### WORK INSTRUCTION:
Repeat back the entries that follow, keeping every word as it is.

### SUPPLIED INFORMATION:
//! Geography and territory for the Frontier simulation.
//!
//! This crate models the physical map and who holds it: a rectangular grid
//! of land and water tiles whose x-axis wraps into a cylinder, and a ledger
//! that records exactly one owner per tile.
//!
//! # Modules
//!
//! - [`error`] -- Error types for grid and ownership operations.
//! - [`grid`] -- [`SpatialGrid`]: tile storage, bounds checks, wrapped
//!   adjacency, and the cylinder distance metric.
//! - [`ownership`] -- [`OwnershipLedger`]: the single-owner map, territory
//!   indices, transfers, and change observers.
//! - [`terrain`] -- Deterministic seeded generation of grids.

pub mod error;
pub mod grid;
pub mod ownership;
pub mod terrain;

// Re-export primary types at crate root.
pub use error::WorldError;
pub use grid::{SpatialGrid, Tile};
pub use ownership::{OwnershipAudit, OwnershipLedger, OwnershipObserver};
pub use terrain::{TerrainConfig, generate};
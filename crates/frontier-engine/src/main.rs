//! Engine binary for the Frontier simulation.
//!
//! Wires together terrain generation, player seeding, demo path requests,
//! and the tick loop, then runs until a stop condition is met.
//!
//! # Startup Sequence
//!
//! 1. Load configuration from `frontier-config.yaml` (or the path given as
//!    the first argument)
//! 2. Initialize structured logging (tracing)
//! 3. Generate the world from the seed
//! 4. Seed players and queue their starting territory
//! 5. Submit demo path requests
//! 6. Run the simulation loop (Ctrl-C requests a clean stop)
//! 7. Log the result

mod error;
mod report;
mod spawner;

use std::path::{Path, PathBuf};
use std::sync::Arc;

use frontier_core::config::SimulationConfig;
use frontier_core::{PathScheduler, RunControl, SimulationState, TickClock, runner};
use tracing::{info, warn};
use tracing_subscriber::EnvFilter;

use crate::error::EngineError;
use crate::report::{ReportCallback, TransferCounter};
use crate::spawner::Spawner;

/// Default configuration file, relative to the working directory.
const DEFAULT_CONFIG_PATH: &str = "frontier-config.yaml";

/// Ticks between territory census log lines.
const CENSUS_EVERY_TICKS: u64 = 50;

/// Application entry point for the engine.
///
/// # Errors
///
/// Returns an error if any initialization step or the simulation itself fails.
#[tokio::main]
async fn main() -> Result<(), EngineError> {
    // 1. Load configuration.
    let config_path = std::env::args_os()
        .nth(1)
        .map_or_else(|| PathBuf::from(DEFAULT_CONFIG_PATH), PathBuf::from);
    let (config, loaded_from_file) = load_config(&config_path)?;

    // 2. Initialize structured logging.
    init_logging(&config)?;
    info!("frontier-engine starting");
    if !loaded_from_file {
        info!(path = %config_path.display(), "Config file not found, using defaults");
    }
    info!(
        world_name = %config.world.name,
        seed = config.world.seed,
        width = config.world.width,
        height = config.world.height,
        tick_interval_ms = config.world.tick_interval_ms,
        "Configuration loaded"
    );

    // 3. Generate the world.
    let grid = frontier_world::generate(&config.world.terrain())?;
    info!(
        tiles = grid.len(),
        land = grid.land_count(),
        "World generated"
    );

    let mut state = SimulationState::new(
        grid,
        TickClock::new(config.world.tick_interval_ms),
        PathScheduler::new(config.pathfinding.budget, config.pathfinding.step_cost)
            .with_result_limit(config.pathfinding.result_limit),
    );
    let transfers = TransferCounter::default();
    state.subscribe_ownership(Box::new(transfers.clone()));

    // 4. Seed players.
    let mut spawner = Spawner::new(config.world.seed);
    let players = spawner.spawn_players(&mut state, &config.population)?;
    info!(players = players.len(), "Players seeded");

    // 5. Submit demo path requests.
    let mut routes = config.demo.routes.clone();
    routes.extend(spawner.random_water_routes(state.grid(), config.demo.random_routes));
    for route in &routes {
        match state.submit_path_request(route.from, route.to) {
            Ok(id) => info!(%id, from = %route.from, to = %route.to, "Route requested"),
            Err(err) => warn!(from = %route.from, to = %route.to, error = %err, "Route rejected"),
        }
    }

    // 6. Run the simulation.
    let control = Arc::new(RunControl::new(
        config.world.tick_interval_ms,
        &config.simulation,
    ));
    spawn_ctrl_c_handler(Arc::clone(&control));

    let mut callback = ReportCallback::new(CENSUS_EVERY_TICKS);
    info!(
        live_requests = state.scheduler().live_count(),
        pending_transfers = state.pending_transfer_count(),
        "Simulation state assembled, entering tick loop"
    );
    let result = runner::run_simulation(&mut state, &control, &mut callback).await?;

    // 7. Log results.
    runner::log_simulation_end(&result);
    callback.log_totals(&state);
    info!(
        end_reason = ?result.end_reason,
        total_ticks = result.total_ticks,
        transfers = transfers.transfers(),
        changed_hands = transfers.changed_hands(),
        audit = ?state.ledger().verify_single_ownership(),
        "frontier-engine shutdown complete"
    );

    Ok(())
}

/// Load the simulation configuration. A missing file yields defaults
/// (with environment overrides still applied).
fn load_config(path: &Path) -> Result<(SimulationConfig, bool), EngineError> {
    if path.exists() {
        Ok((SimulationConfig::from_file(path)?, true))
    } else {
        let mut config = SimulationConfig::default();
        config.apply_env_overrides();
        Ok((config, false))
    }
}

/// Install the global subscriber. `RUST_LOG` wins over `logging.level`.
fn init_logging(config: &SimulationConfig) -> Result<(), EngineError> {
    let filter = EnvFilter::try_from_default_env()
        .or_else(|_| EnvFilter::try_new(&config.logging.level))
        .map_err(|e| EngineError::Logging {
            message: format!("invalid log filter {:?}: {e}", config.logging.level),
        })?;

    let builder = tracing_subscriber::fmt().with_env_filter(filter).with_target(true);
    let installed = if config.logging.json {
        builder.json().try_init()
    } else {
        builder.try_init()
    };
    installed.map_err(|e| EngineError::Logging {
        message: format!("{e}"),
    })
}

/// Request a clean stop on Ctrl-C.
fn spawn_ctrl_c_handler(control: Arc<RunControl>) {
    tokio::spawn(async move {
        match tokio::signal::ctrl_c().await {
            Ok(()) => {
                info!("Ctrl-C received, stopping after the current tick");
                control.request_stop();
            }
            Err(err) => warn!(error = %err, "Failed to listen for Ctrl-C"),
        }
    });
}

### TASK RESULT:
//! Geography and territory for the Frontier simulation.
//!
//! This crate models the physical map and who holds it: a rectangular grid
//! of land and water tiles whose x-axis wraps into a cylinder, and a ledger
//! that records exactly one owner per tile.
//!
//! # Modules
//!
//! - [`error`] -- Error types for grid and ownership operations.
//! - [`grid`] -- [`SpatialGrid`]: tile storage, bounds checks, wrapped
//!   adjacency, and the cylinder distance metric.
//! - [`ownership`] -- [`OwnershipLedger`]: the single-owner map, territory
//!   indices, transfers, and change observers.
//! - [`terrain`] -- Deterministic seeded generation of grids.

pub mod error;
pub mod grid;
pub mod ownership;
pub mod terrain;

// Re-export primary types at crate root.
pub use error::WorldError;
pub use grid::{SpatialGrid, Tile};
pub use ownership::{OwnershipAudit, OwnershipLedger, OwnershipObserver};
pub use terrain::{TerrainConfig, generate};
filename crates/frontier-engine/src/main.rs
//! Engine binary for the Frontier simulation.
//!
//! Wires together terrain generation, player seeding, demo path requests,
//! and the tick loop, then runs until a stop condition is met.
//!
//! # Startup Sequence
//!
//! 1. Load configuration from `frontier-config.yaml` (or the path given as
//!    the first argument)
//! 2. Initialize structured logging (tracing)
//! 3. Generate the world from the seed
//! 4. Seed players and queue their starting territory
//! 5. Submit demo path requests
//! 6. Run the simulation loop (Ctrl-C requests a clean stop)
//! 7. Log the result

mod error;
mod report;
mod spawner;

use std::path::{Path, PathBuf};
use std::sync::Arc;

use frontier_core::config::SimulationConfig;
use frontier_core::{PathScheduler, RunControl, SimulationState, TickClock, runner};
use tracing::{info, warn};
use tracing_subscriber::EnvFilter;

use crate::error::EngineError;
use crate::report::{ReportCallback, TransferCounter};
use crate::spawner::Spawner;

/// Default configuration file, relative to the working directory.
const DEFAULT_CONFIG_PATH: &str = "frontier-config.yaml";

/// Ticks between territory census log lines.
const CENSUS_EVERY_TICKS: u64 = 50;

/// Application entry point for the engine.
///
/// # Errors
///
/// Returns an error if any initialization step or the simulation itself fails.
#[tokio::main]
async fn main() -> Result<(), EngineError> {
    // 1. Load configuration.
    let config_path = std::env::args_os()
        .nth(1)
        .map_or_else(|| PathBuf::from(DEFAULT_CONFIG_PATH), PathBuf::from);
    let (config, loaded_from_file) = load_config(&config_path)?;

    // 2. Initialize structured logging.
    init_logging(&config)?;
    info!("frontier-engine starting");
    if !loaded_from_file {
        info!(path = %config_path.display(), "Config file not found, using defaults");
    }
    info!(
        world_name = %config.world.name,
        seed = config.world.seed,
        width = config.world.width,
        height = config.world.height,
        tick_interval_ms = config.world.tick_interval_ms,
        "Configuration loaded"
    );

    // 3. Generate the world.
    let grid = frontier_world::generate(&config.world.terrain())?;
    info!(
        tiles = grid.len(),
        land = grid.land_count(),
        "World generated"
    );

    let mut state = SimulationState::new(
        grid,
        TickClock::new(config.world.tick_interval_ms),
        PathScheduler::new(config.pathfinding.budget, config.pathfinding.step_cost)
            .with_result_limit(config.pathfinding.result_limit),
    );
    let transfers = TransferCounter::default();
    state.subscribe_ownership(Box::new(transfers.clone()));

    // 4. Seed players.
    let mut spawner = Spawner::new(config.world.seed);
    let players = spawner.spawn_players(&mut state, &config.population)?;
    info!(players = players.len(), "Players seeded");

    // 5. Submit demo path requests.
    let mut routes = config.demo.routes.clone();
    routes.extend(spawner.random_water_routes(state.grid(), config.demo.random_routes));
    for route in &routes {
        match state.submit_path_request(route.from, route.to) {
            Ok(id) => info!(%id, from = %route.from, to = %route.to, "Route requested"),
            Err(err) => warn!(from = %route.from, to = %route.to, error = %err, "Route rejected"),
        }
    }

    // 6. Run the simulation.
    let control = Arc::new(RunControl::new(
        config.world.tick_interval_ms,
        &config.simulation,
    ));
    spawn_ctrl_c_handler(Arc::clone(&control));

    let mut callback = ReportCallback::new(CENSUS_EVERY_TICKS);
    info!(
        live_requests = state.scheduler().live_count(),
        pending_transfers = state.pending_transfer_count(),
        "Simulation state assembled, entering tick loop"
    );
    let result = runner::run_simulation(&mut state, &control, &mut callback).await?;

    // 7. Log results.
    runner::log_simulation_end(&result);
    callback.log_totals(&state);
    info!(
        end_reason = ?result.end_reason,
        total_ticks = result.total_ticks,
        transfers = transfers.transfers(),
        changed_hands = transfers.changed_hands(),
        audit = ?state.ledger().verify_single_ownership(),
        "frontier-engine shutdown complete"
    );

    Ok(())
}

/// Load the simulation configuration. A missing file yields defaults
/// (with environment overrides still applied).
fn load_config(path: &Path) -> Result<(SimulationConfig, bool), EngineError> {
    if path.exists() {
        Ok((SimulationConfig::from_file(path)?, true))
    } else {
        let mut config = SimulationConfig::default();
        config.apply_env_overrides();
        Ok((config, false))
    }
}

/// Install the global subscriber. `RUST_LOG` wins over `logging.level`.
fn init_logging(config: &SimulationConfig) -> Result<(), EngineError> {
    let filter = EnvFilter::try_from_default_env()
        .or_else(|_| EnvFilter::try_new(&config.logging.level))
        .map_err(|e| EngineError::Logging {
            message: format!("invalid log filter {:?}: {e}", config.logging.level),
        })?;

    let builder = tracing_subscriber::fmt().with_env_filter(filter).with_target(true);
    let installed = if config.logging.json {
        builder.json().try_init()
    } else {
        builder.try_init()
    };
    installed.map_err(|e| EngineError::Logging {
        message: format!("{e}"),
    })
}

/// Request a clean stop on Ctrl-C.
fn spawn_ctrl_c_handler(control: Arc<RunControl>) {
    tokio::spawn(async move {
        match tokio::signal::ctrl_c().await {
            Ok(()) => {
                info!("Ctrl-C received, stopping after the current tick");
                control.request_stop();
            }
            Err(err) => warn!(error = %err, "Failed to listen for Ctrl-C"),
        }
    });
}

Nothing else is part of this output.